----- The data
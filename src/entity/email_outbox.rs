use sea_orm::entity::prelude::*;

#[derive(Clone, Debug, PartialEq, DeriveEntityModel)]
#[sea_orm(table_name = "email_outbox")]
pub struct Model {
    #[sea_orm(primary_key)]
    pub id: Uuid,
    pub recipient: String,
    pub subject: String,
    #[sea_orm(column_type = "Text")]
    pub html_body: String,
    /// `pending`, `sent` or `failed`.
    pub status: String,
    pub attempts: i32,
    pub last_error: Option<String>,
    pub next_attempt_at: DateTimeWithTimeZone,
    pub sent_at: Option<DateTimeWithTimeZone>,
    pub created_at: DateTimeWithTimeZone,
}

#[derive(Copy, Clone, Debug, EnumIter, DeriveRelation)]
pub enum Relation {}

impl ActiveModelBehavior for ActiveModel {}
use chrono::{NaiveDate, Utc};
use sea_orm::{
    ActiveModelTrait, ColumnTrait, ConnectionTrait, EntityTrait, PaginatorTrait, QueryFilter,
    QueryOrder, QuerySelect, Set, sea_query::Expr,
};
use uuid::Uuid;

use crate::{
    audit,
    dto::vouchers::{CreateVoucherRequest, UpdateVoucherRequest, VoucherList},
    entity::vouchers::{ActiveModel, Column, Entity as Vouchers, Model as VoucherModel},
    error::{AppError, AppResult},
    middleware::auth::{AuthUser, ensure_admin},
    models::Voucher,
    response::{ApiResponse, Meta},
    routes::params::Pagination,
    state::AppState,
};

pub async fn list_vouchers(
    state: &AppState,
    pagination: Pagination,
) -> AppResult<ApiResponse<VoucherList>> {
    let (page, limit, offset) = pagination.normalize();
    let finder = Vouchers::find().order_by_desc(Column::CreatedAt);
    let total = finder.clone().count(&state.orm).await? as i64;

    let items = finder
        .limit(limit as u64)
        .offset(offset as u64)
        .all(&state.orm)
        .await?
        .into_iter()
        .map(voucher_from_entity)
        .collect();

    let meta = Meta::new(page, limit, total);
    Ok(ApiResponse::success("Vouchers", VoucherList { items }, Some(meta)))
}

pub async fn create_voucher(
    state: &AppState,
    user: &AuthUser,
    payload: CreateVoucherRequest,
) -> AppResult<ApiResponse<Voucher>> {
    ensure_admin(user)?;
    let name = payload.name.trim().to_string();
    if name.is_empty() {
        return Err(AppError::BadRequest("name must not be empty".into()));
    }
    validate_terms(
        payload.start_date,
        payload.end_date,
        payload.quantity,
        payload.percents,
        payload.condition,
    )?;

    let voucher = ActiveModel {
        id: Set(Uuid::new_v4()),
        name: Set(name),
        start_date: Set(payload.start_date),
        end_date: Set(payload.end_date),
        quantity: Set(payload.quantity),
        percents: Set(payload.percents),
        condition: Set(payload.condition),
        created_at: Set(Utc::now().into()),
    }
    .insert(&state.orm)
    .await?;

    audit::record(
        &state.pool,
        Some(user.user_id),
        "voucher_create",
        "vouchers",
        serde_json::json!({ "voucher_id": voucher.id, "name": voucher.name }),
    )
    .await;

    Ok(ApiResponse::success(
        "Voucher created",
        voucher_from_entity(voucher),
        Some(Meta::empty()),
    ))
}

pub async fn update_voucher(
    state: &AppState,
    user: &AuthUser,
    id: Uuid,
    payload: UpdateVoucherRequest,
) -> AppResult<ApiResponse<Voucher>> {
    ensure_admin(user)?;
    let existing = Vouchers::find_by_id(id)
        .one(&state.orm)
        .await?
        .ok_or(AppError::NotFoundResource("Voucher"))?;

    validate_terms(
        payload.start_date.unwrap_or(existing.start_date),
        payload.end_date.unwrap_or(existing.end_date),
        payload.quantity.unwrap_or(existing.quantity),
        payload.percents.unwrap_or(existing.percents),
        payload.condition.unwrap_or(existing.condition),
    )?;

    let mut active: ActiveModel = existing.into();
    if let Some(name) = payload.name {
        let name = name.trim().to_string();
        if name.is_empty() {
            return Err(AppError::BadRequest("name must not be empty".into()));
        }
        active.name = Set(name);
    }
    if let Some(start_date) = payload.start_date {
        active.start_date = Set(start_date);
    }
    if let Some(end_date) = payload.end_date {
        active.end_date = Set(end_date);
    }
    if let Some(quantity) = payload.quantity {
        active.quantity = Set(quantity);
    }
    if let Some(percents) = payload.percents {
        active.percents = Set(percents);
    }
    if let Some(condition) = payload.condition {
        active.condition = Set(condition);
    }
    let voucher = active.update(&state.orm).await?;

    Ok(ApiResponse::success(
        "Voucher updated",
        voucher_from_entity(voucher),
        Some(Meta::empty()),
    ))
}

/// Vouchers already used by an order are protected by the foreign key (409).
pub async fn delete_voucher(
    state: &AppState,
    user: &AuthUser,
    id: Uuid,
) -> AppResult<ApiResponse<serde_json::Value>> {
    ensure_admin(user)?;
    let result = Vouchers::delete_by_id(id).exec(&state.orm).await?;
    if result.rows_affected == 0 {
        return Err(AppError::NotFoundResource("Voucher"));
    }

    audit::record(
        &state.pool,
        Some(user.user_id),
        "voucher_delete",
        "vouchers",
        serde_json::json!({ "voucher_id": id }),
    )
    .await;

    Ok(ApiResponse::done("Voucher deleted"))
}

/// One conditional UPDATE: concurrent redemptions can never push quantity below zero.
pub async fn decrement_voucher_quantity<C: ConnectionTrait>(
    conn: &C,
    voucher_id: Uuid,
) -> AppResult<VoucherModel> {
    let result = Vouchers::update_many()
        .col_expr(Column::Quantity, Expr::col(Column::Quantity).sub(1))
        .filter(Column::Id.eq(voucher_id))
        .filter(Column::Quantity.gt(0))
        .exec(conn)
        .await?;

    let voucher = Vouchers::find_by_id(voucher_id)
        .one(conn)
        .await?
        .ok_or(AppError::NotFoundResource("Voucher"))?;

    if result.rows_affected == 0 {
        return Err(AppError::BadRequest("Voucher is out of stock".into()));
    }
    Ok(voucher)
}

pub async fn decrement(
    state: &AppState,
    user: &AuthUser,
    voucher_id: Uuid,
) -> AppResult<ApiResponse<Voucher>> {
    ensure_admin(user)?;
    let voucher = decrement_voucher_quantity(&state.orm, voucher_id).await?;
    Ok(ApiResponse::success(
        "Voucher quantity decremented",
        voucher_from_entity(voucher),
        Some(Meta::empty()),
    ))
}

fn validate_terms(
    start_date: NaiveDate,
    end_date: NaiveDate,
    quantity: i32,
    percents: i32,
    condition: i64,
) -> AppResult<()> {
    if end_date < start_date {
        return Err(AppError::BadRequest(
            "end_date must not be before start_date".into(),
        ));
    }
    if quantity < 0 {
        return Err(AppError::BadRequest("quantity must not be negative".into()));
    }
    if !(0..=100).contains(&percents) {
        return Err(AppError::BadRequest("percents must be between 0 and 100".into()));
    }
    if condition < 0 {
        return Err(AppError::BadRequest("condition must not be negative".into()));
    }
    Ok(())
}

/// Date window and minimum subtotal; quantity is enforced by the decrement itself.
pub(crate) fn ensure_redeemable(
    voucher: &VoucherModel,
    today: NaiveDate,
    subtotal: i64,
) -> AppResult<()> {
    if today < voucher.start_date || today > voucher.end_date {
        return Err(AppError::BadRequest("Voucher is not active".into()));
    }
    if subtotal < voucher.condition {
        return Err(AppError::BadRequest(format!(
            "Order subtotal must be at least {} to use this voucher",
            voucher.condition
        )));
    }
    Ok(())
}

pub(crate) fn voucher_from_entity(model: VoucherModel) -> Voucher {
    Voucher {
        id: model.id,
        name: model.name,
        start_date: model.start_date,
        end_date: model.end_date,
        quantity: model.quantity,
        percents: model.percents,
        condition: model.condition,
        created_at: model.created_at.with_timezone(&Utc),
    }
}

#[cfg(test)]
mod tests {
    use super::*;

    fn date(y: i32, m: u32, d: u32) -> NaiveDate {
        NaiveDate::from_ymd_opt(y, m, d).unwrap()
    }

    fn voucher() -> VoucherModel {
        VoucherModel {
            id: Uuid::new_v4(),
            name: "PET10".into(),
            start_date: date(2024, 11, 1),
            end_date: date(2024, 11, 30),
            quantity: 3,
            percents: 10,
            condition: 200_000,
            created_at: Utc::now().into(),
        }
    }

    #[test]
    fn terms_are_validated() {
        let start = date(2024, 1, 1);
        assert!(validate_terms(start, start, 0, 0, 0).is_ok());
        assert!(validate_terms(start, date(2023, 12, 31), 1, 10, 0).is_err());
        assert!(validate_terms(start, start, -1, 10, 0).is_err());
        assert!(validate_terms(start, start, 1, 101, 0).is_err());
        assert!(validate_terms(start, start, 1, -5, 0).is_err());
    }

    #[test]
    fn voucher_applies_inside_window_above_condition() {
        let v = voucher();
        assert!(ensure_redeemable(&v, date(2024, 11, 1), 200_000).is_ok());
        assert!(ensure_redeemable(&v, date(2024, 11, 30), 500_000).is_ok());
        assert!(ensure_redeemable(&v, date(2024, 10, 31), 500_000).is_err());
        assert!(ensure_redeemable(&v, date(2024, 12, 1), 500_000).is_err());
        assert!(ensure_redeemable(&v, date(2024, 11, 15), 199_999).is_err());
    }
}
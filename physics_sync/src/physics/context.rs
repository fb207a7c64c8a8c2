//! Explicit per-scene physics state
//!
//! One `PhysicsContext` exists per simulating scene. It owns the backend,
//! the registries and the reverse-lookup arena, so several simulations can
//! live side by side.

use super::accumulator::PhysicsAccumulator;
use super::backend::PhysicsBackend;
use super::contacts::{ContactCollector, TouchTracker};
use super::lifecycle::LifecycleTracker;
use super::registry::PhysicsRegistry;
use super::user_data::BodyDataArena;
use crate::config::PhysicsSettings;
use crate::core::entity::SceneId;

pub struct PhysicsContext {
    pub scene: SceneId,
    pub backend: PhysicsBackend,
    pub registry: PhysicsRegistry,
    pub body_data: BodyDataArena,
    pub lifecycle: LifecycleTracker,
    pub accumulator: PhysicsAccumulator,
    pub contacts: ContactCollector,
    pub touches: TouchTracker,
}

impl PhysicsContext {
    pub fn new(scene: SceneId, settings: &PhysicsSettings) -> Self {
        let mut backend = PhysicsBackend::new();
        backend.set_gravity(settings.gravity);
        backend.set_solver_iterations(settings.position_iterations, settings.velocity_iterations);

        Self {
            scene,
            backend,
            registry: PhysicsRegistry::new(),
            body_data: BodyDataArena::new(),
            lifecycle: LifecycleTracker::new(),
            accumulator: PhysicsAccumulator::new(settings.fixed_timestep, settings.max_substeps),
            contacts: ContactCollector::new(),
            touches: TouchTracker::new(),
        }
    }
}
//! Physics components for the entity system
//!
//! These are the descriptors the bridge reads every tick. Runtime-only state
//! (accumulated fall speed, pending controller displacement) is skipped when
//! serializing.

use crate::core::entity::EntityId;
use glam::Vec3;
use serde::{Deserialize, Serialize};

/// Whether a body is immovable or simulated
#[derive(Debug, Clone, Copy, PartialEq, Eq, Hash, Serialize, Deserialize, Default)]
pub enum BodyKind {
    #[default]
    Static,
    Dynamic,
}

/// Collision detection strategy for fast-moving dynamic bodies
#[derive(Debug, Clone, Copy, PartialEq, Eq, Serialize, Deserialize, Default)]
pub enum CollisionDetectionMode {
    #[default]
    Discrete,
    Continuous,
    ContinuousSpeculative,
}

bitflags::bitflags! {
    /// Locked degrees of freedom, same bit layout as Rapier's `LockedAxes`
    #[derive(Debug, Clone, Copy, PartialEq, Eq, Hash, Serialize, Deserialize)]
    #[serde(transparent)]
    pub struct AxisLocks: u8 {
        const TRANSLATION_X = 1 << 0;
        const TRANSLATION_Y = 1 << 1;
        const TRANSLATION_Z = 1 << 2;
        const ROTATION_X = 1 << 3;
        const ROTATION_Y = 1 << 4;
        const ROTATION_Z = 1 << 5;
        const ALL_TRANSLATION = Self::TRANSLATION_X.bits() | Self::TRANSLATION_Y.bits() | Self::TRANSLATION_Z.bits();
        const ALL_ROTATION = Self::ROTATION_X.bits() | Self::ROTATION_Y.bits() | Self::ROTATION_Z.bits();
    }
}

impl Default for AxisLocks {
    fn default() -> Self {
        Self::empty()
    }
}

/// Rigid body descriptor
///
/// Velocities use a don't-touch convention: a zero component leaves the
/// backend's current value for that axis untouched.
#[derive(Debug, Clone, Serialize, Deserialize, PartialEq)]
#[serde(default)]
pub struct RigidBody {
    /// Static or dynamic; changing it at runtime requires re-creating the actor
    pub kind: BodyKind,
    /// Mass in kilograms
    pub mass: f32,
    pub linear_velocity: Vec3,
    /// Linear damping coefficient
    pub linear_drag: f32,
    pub angular_velocity: Vec3,
    /// Angular damping coefficient
    pub angular_drag: f32,
    pub disable_gravity: bool,
    /// Kinematic bodies follow the entity transform instead of being simulated
    pub is_kinematic: bool,
    pub collision_detection: CollisionDetectionMode,
    pub axis_locks: AxisLocks,
}

impl Default for RigidBody {
    fn default() -> Self {
        Self {
            kind: BodyKind::Static,
            mass: 1.0,
            linear_velocity: Vec3::ZERO,
            linear_drag: 0.01,
            angular_velocity: Vec3::ZERO,
            angular_drag: 0.05,
            disable_gravity: false,
            is_kinematic: false,
            collision_detection: CollisionDetectionMode::Discrete,
            axis_locks: AxisLocks::empty(),
        }
    }
}

impl RigidBody {
    /// Create a static (immovable) body
    pub fn fixed() -> Self {
        Self::default()
    }

    /// Create a dynamic body with the given mass
    pub fn dynamic(mass: f32) -> Self {
        Self {
            kind: BodyKind::Dynamic,
            mass,
            ..Default::default()
        }
    }

    pub fn is_dynamic(&self) -> bool {
        self.kind == BodyKind::Dynamic
    }
}

/// How mesh collider geometry is built from the cooked mesh
#[derive(Debug, Clone, Copy, PartialEq, Eq, Serialize, Deserialize, Default)]
pub enum MeshColliderMode {
    /// Convex hull of the submesh vertices
    #[default]
    Convex,
    /// Exact triangle mesh
    Triangle,
}

/// One collision volume attached to an entity's actor
#[derive(Debug, Clone, PartialEq, Serialize, Deserialize)]
pub enum ColliderDescriptor {
    Box {
        half_size: Vec3,
        offset: Vec3,
        is_trigger: bool,
    },
    Sphere {
        radius: f32,
        offset: Vec3,
        is_trigger: bool,
    },
    /// Y-aligned capsule; `height` is the length of the cylindrical section
    Capsule {
        radius: f32,
        height: f32,
        offset: Vec3,
        is_trigger: bool,
    },
    Mesh {
        submesh_index: u32,
        mode: MeshColliderMode,
        is_trigger: bool,
    },
}

impl ColliderDescriptor {
    pub fn cuboid(half_size: Vec3) -> Self {
        Self::Box {
            half_size,
            offset: Vec3::ZERO,
            is_trigger: false,
        }
    }

    pub fn sphere(radius: f32) -> Self {
        Self::Sphere {
            radius,
            offset: Vec3::ZERO,
            is_trigger: false,
        }
    }

    pub fn capsule(radius: f32, height: f32) -> Self {
        Self::Capsule {
            radius,
            height,
            offset: Vec3::ZERO,
            is_trigger: false,
        }
    }

    pub fn mesh(submesh_index: u32, mode: MeshColliderMode) -> Self {
        Self::Mesh {
            submesh_index,
            mode,
            is_trigger: false,
        }
    }

    /// Shift the shape relative to the entity origin
    pub fn with_offset(mut self, new_offset: Vec3) -> Self {
        match &mut self {
            Self::Box { offset, .. } | Self::Sphere { offset, .. } | Self::Capsule { offset, .. } => {
                *offset = new_offset;
            }
            Self::Mesh { .. } => {}
        }
        self
    }

    /// Turn this shape into an overlap-only trigger
    pub fn as_trigger(mut self) -> Self {
        match &mut self {
            Self::Box { is_trigger, .. }
            | Self::Sphere { is_trigger, .. }
            | Self::Capsule { is_trigger, .. }
            | Self::Mesh { is_trigger, .. } => *is_trigger = true,
        }
        self
    }

    pub fn is_trigger(&self) -> bool {
        match self {
            Self::Box { is_trigger, .. }
            | Self::Sphere { is_trigger, .. }
            | Self::Capsule { is_trigger, .. }
            | Self::Mesh { is_trigger, .. } => *is_trigger,
        }
    }

    /// Local offset of the shape center from the entity origin
    pub fn offset(&self) -> Vec3 {
        match self {
            Self::Box { offset, .. } | Self::Sphere { offset, .. } | Self::Capsule { offset, .. } => {
                *offset
            }
            Self::Mesh { .. } => Vec3::ZERO,
        }
    }
}

/// Collider component holding every shape of an entity
#[derive(Debug, Clone, PartialEq, Serialize, Deserialize, Default)]
pub struct Colliders {
    pub shapes: Vec<ColliderDescriptor>,
}

impl Colliders {
    pub fn new(shapes: Vec<ColliderDescriptor>) -> Self {
        Self { shapes }
    }

    pub fn single(shape: ColliderDescriptor) -> Self {
        Self {
            shapes: vec![shape],
        }
    }
}

/// Physics material properties
#[derive(Debug, Clone, Copy, Serialize, Deserialize, PartialEq)]
pub struct PhysicsMaterial {
    /// Static friction coefficient
    ///
    /// Kept for authoring only. Rapier has a single friction coefficient per
    /// collider, which is taken from `dynamic_friction`.
    pub static_friction: f32,
    /// Friction coefficient applied to the native colliders
    pub dynamic_friction: f32,
    /// Restitution (bounciness) coefficient
    pub restitution: f32,
}

impl Default for PhysicsMaterial {
    fn default() -> Self {
        Self {
            static_friction: 0.6,
            dynamic_friction: 0.6,
            restitution: 0.0,
        }
    }
}

/// What a controller does on slopes steeper than its slope limit
#[derive(Debug, Clone, Copy, PartialEq, Eq, Serialize, Deserialize, Default)]
pub enum NonWalkableMode {
    #[default]
    PreventClimbing,
    PreventClimbingAndForceSliding,
}

/// How eagerly a controller steps onto obstacles
#[derive(Debug, Clone, Copy, PartialEq, Eq, Serialize, Deserialize, Default)]
pub enum ClimbMode {
    #[default]
    Easy,
    Constrained,
}

/// Kinematic character controller descriptor
///
/// The controller takes its shape from the entity's first capsule or box
/// collider. `speed_down` is integration state owned by the bridge.
#[derive(Debug, Clone, Serialize, Deserialize, PartialEq)]
#[serde(default)]
pub struct CharacterController {
    pub non_walkable_mode: NonWalkableMode,
    pub climb_mode: ClimbMode,
    pub slope_limit_degrees: f32,
    pub step_offset: f32,
    pub contact_offset: f32,
    pub disable_gravity: bool,
    /// Accumulated fall speed in m/s
    #[serde(skip)]
    pub speed_down: f32,
    /// Displacement requested by gameplay for the next tick
    #[serde(skip)]
    pub displacement: Vec3,
}

impl Default for CharacterController {
    fn default() -> Self {
        Self {
            non_walkable_mode: NonWalkableMode::PreventClimbing,
            climb_mode: ClimbMode::Easy,
            slope_limit_degrees: 45.0,
            step_offset: 0.3,
            contact_offset: 0.01,
            disable_gravity: false,
            speed_down: 0.0,
            displacement: Vec3::ZERO,
        }
    }
}

impl CharacterController {
    /// Queue a displacement for the next fixed tick
    pub fn request_move(&mut self, displacement: Vec3) {
        self.displacement += displacement;
    }
}

/// Rigid constraint from this entity to `connected_entity`
#[derive(Debug, Clone, Serialize, Deserialize, PartialEq)]
pub struct FixedJoint {
    pub connected_entity: EntityId,
    /// Linear force above which the joint breaks
    pub break_force: f32,
    /// Torque above which the joint breaks
    pub break_torque: f32,
    /// Allow the two linked bodies to collide with each other
    pub enable_collision: bool,
    pub enable_pre_processing: bool,
}

impl FixedJoint {
    /// An unbreakable joint to `connected_entity`
    pub fn new(connected_entity: EntityId) -> Self {
        Self {
            connected_entity,
            break_force: f32::MAX,
            break_torque: f32::MAX,
            enable_collision: false,
            enable_pre_processing: true,
        }
    }

    pub fn with_break_thresholds(mut self, force: f32, torque: f32) -> Self {
        self.break_force = force;
        self.break_torque = torque;
        self
    }
}

#[cfg(test)]
mod tests {
    use super::*;

    #[test]
    fn test_rigidbody_serialization() {
        let rb = RigidBody {
            linear_velocity: Vec3::new(0.0, 3.0, 0.0),
            axis_locks: AxisLocks::ROTATION_X | AxisLocks::ROTATION_Z,
            ..RigidBody::dynamic(4.0)
        };

        let json = serde_json::to_string(&rb).unwrap();
        let deserialized: RigidBody = serde_json::from_str(&json).unwrap();
        assert_eq!(rb, deserialized);
    }

    #[test]
    fn test_controller_runtime_state_not_serialized() {
        let mut controller = CharacterController {
            speed_down: 4.2,
            ..Default::default()
        };
        controller.request_move(Vec3::X);

        let json = serde_json::to_string(&controller).unwrap();
        let deserialized: CharacterController = serde_json::from_str(&json).unwrap();
        assert_eq!(deserialized.speed_down, 0.0);
        assert_eq!(deserialized.displacement, Vec3::ZERO);
        assert_eq!(deserialized.slope_limit_degrees, controller.slope_limit_degrees);
    }

    #[test]
    fn test_axis_locks() {
        let locks = AxisLocks::TRANSLATION_Y | AxisLocks::ROTATION_X;
        assert!(locks.contains(AxisLocks::TRANSLATION_Y));
        assert!(!locks.contains(AxisLocks::TRANSLATION_X));
        assert!(AxisLocks::default().is_empty());
        assert_eq!(AxisLocks::ALL_TRANSLATION | AxisLocks::ALL_ROTATION, AxisLocks::all());
        assert_eq!(AxisLocks::all().bits(), 0b111_111);
    }

    #[test]
    fn test_axis_locks_match_backend_layout() {
        use rapier3d::prelude::LockedAxes;

        let locks = AxisLocks::TRANSLATION_Y | AxisLocks::ROTATION_X | AxisLocks::ROTATION_Z;
        let native = LockedAxes::from_bits_truncate(locks.bits());
        assert_eq!(
            native,
            LockedAxes::TRANSLATION_LOCKED_Y | LockedAxes::ROTATION_LOCKED_X | LockedAxes::ROTATION_LOCKED_Z
        );

        let json = serde_json::to_string(&locks).unwrap();
        let deserialized: AxisLocks = serde_json::from_str(&json).unwrap();
        assert_eq!(deserialized, locks);
    }

    #[test]
    fn test_collider_descriptor_builders() {
        let capsule = ColliderDescriptor::capsule(0.5, 1.0)
            .with_offset(Vec3::new(0.0, 1.0, 0.0))
            .as_trigger();
        assert!(capsule.is_trigger());
        assert_eq!(capsule.offset(), Vec3::new(0.0, 1.0, 0.0));

        let mesh = ColliderDescriptor::mesh(2, MeshColliderMode::Triangle).with_offset(Vec3::X);
        assert_eq!(mesh.offset(), Vec3::ZERO);
        assert!(!mesh.is_trigger());
    }
}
----------
-- Task --
Look through the entries and find each line that has the string "tick". Copy those lines.

-- Result for this task --
//! These are the descriptors the bridge reads every tick. Runtime-only state
    /// Displacement requested by gameplay for the next tick
    /// Queue a displacement for the next fixed tick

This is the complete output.